We knew it the minute Sadie’s oncologist and neurologist asked us to come down to one of the little meeting rooms on the children’s oncology floor. They spelled out Sadie’s situation in no uncertain terms (for which we were thankful): the tumor is still growing, and Sadie is going to die. She had more likely weeks than months to live. Dexamethasone would help stabilize her now, but it was only a matter of time before the tumor grew so large that Sadie’s brain had nowhere to go but down, into the spinal column. There would be no pain from this process; and any discomfort Sadie might have could be obliterated with medication. Sadie would gradually sleep more and more, eventually losing consciousness and passing away in what didn’t sound like a bad way to go.

Bad blood

August 29–September 5, 2006

Over the next two days the dexamethasone gradually drove the fluid in Sadie’s brain away and she returned to normal. On the 29th we came home from the hospital. Her new prognosis seemed unreal. This was Sadie just as she had been for months before starting treatment again. The dexamethasone had obliterated her nausea and given her tons of energy and appetite. She was cheerful and upbeat.

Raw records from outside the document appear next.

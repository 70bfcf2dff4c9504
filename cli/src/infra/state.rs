//! Infrastructure implementation of the `WorkspaceRecordStore` port.
//!
//! `RecordFile` provides async load/save using `tokio::task::spawn_blocking`
//! with atomic write (temp file + rename) to prevent record corruption.

use std::path::{Path, PathBuf};

use anyhow::{Context, Result};

use crate::application::ports::WorkspaceRecordStore;
use crate::domain::workspace::{RECORD_FILE, WorkspaceRecord};

/// Workspace record stored as `infracheck.workspace.json` at the workspace root.
pub struct RecordFile;

/// Synchronous load, used by `load` via `spawn_blocking`.
///
/// # Errors
///
/// Returns an error if the record exists but cannot be read or parsed.
pub fn load_sync(root: &Path) -> Result<Option<WorkspaceRecord>> {
    let path = root.join(RECORD_FILE);
    if !path.exists() {
        return Ok(None);
    }
    let content = std::fs::read_to_string(&path)
        .with_context(|| format!("reading workspace record {}", path.display()))?;
    let record = serde_json::from_str(&content)
        .with_context(|| format!("parsing workspace record {}", path.display()))?;
    Ok(Some(record))
}

/// Synchronous save, used by `save` and by the workspace provider.
///
/// # Errors
///
/// Returns an error if the record cannot be written.
pub fn save_sync(root: &Path, record: &WorkspaceRecord) -> Result<()> {
    let path = root.join(RECORD_FILE);
    let content = serde_json::to_string_pretty(record).context("serializing workspace record")?;

    let temp_path = path.with_extension("json.tmp");
    std::fs::write(&temp_path, &content)
        .with_context(|| format!("writing temp file {}", temp_path.display()))?;

    #[cfg(unix)]
    {
        use std::os::unix::fs::PermissionsExt;
        std::fs::set_permissions(&temp_path, std::fs::Permissions::from_mode(0o600))
            .with_context(|| format!("setting permissions on {}", temp_path.display()))?;
    }

    std::fs::rename(&temp_path, &path)
        .with_context(|| format!("finalizing workspace record {}", path.display()))?;
    Ok(())
}

impl WorkspaceRecordStore for RecordFile {
    async fn load(&self, root: &Path) -> Result<Option<WorkspaceRecord>> {
        let root: PathBuf = root.to_path_buf();
        tokio::task::spawn_blocking(move || load_sync(&root))
            .await
            .context("record load task panicked")?
    }

    async fn save(&self, root: &Path, record: &WorkspaceRecord) -> Result<()> {
        let root: PathBuf = root.to_path_buf();
        let record = record.clone();
        tokio::task::spawn_blocking(move || save_sync(&root, &record))
            .await
            .context("record save task panicked")?
    }
}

Sadie continued taking the etoposide capsules and we still planned to go on with her chemotherapy protocol. Although the doctors had cautioned us not to be too optimistic, we were hopeful that Sadie would make it to her next scheduled MRI at the end of the second treatment cycle (nearly two months away), and that the cisplatinum and etoposide would have made a dent in her tumor. Unfortunately, Sadie’s body, weakened by her earlier radiation and chemotherapy, couldn’t take the assault. Her routine blood draw on September 5 showed a precipitous drop in her platelet count. Sadie had to stop taking the etoposide capsules.

Treatment stops

September 22, 2006

Despite the premature end of her first chemotherapy cycle, Sadie remained remarkably stable. Between no etoposide and lots of dexamethasone, she was feeling great. We wondered if we’d heard the doctors correctly on August 27th. Sadie didn’t look like someone with only weeks to live.

Sadie’s second chemotherapy cycle should have started on September 18, but her bloodwork wasn’t good enough. She did have an MRI that day, a month ahead of schedule. The MRI confirmed her prognosis: the tumor had grown dramatically since Sadie’s last MRI. What cisplatinum and etoposide she’d gotten were having no effect. On September 22, the doctors recommended we stop treatment and enjoy the time Sadie had left. Sadie and we concurred.

We went home. We’d cried on August 27th, but today we were just numb. Her prognosis wasn’t new, and despite the hard evidence in black-and-white MRI images, it still seemed unreal. I remember feeling mostly relieved that Sadie wouldn’t be so miserably sick now that chemotherapy was gone.

We set about enjoying the next several weeks.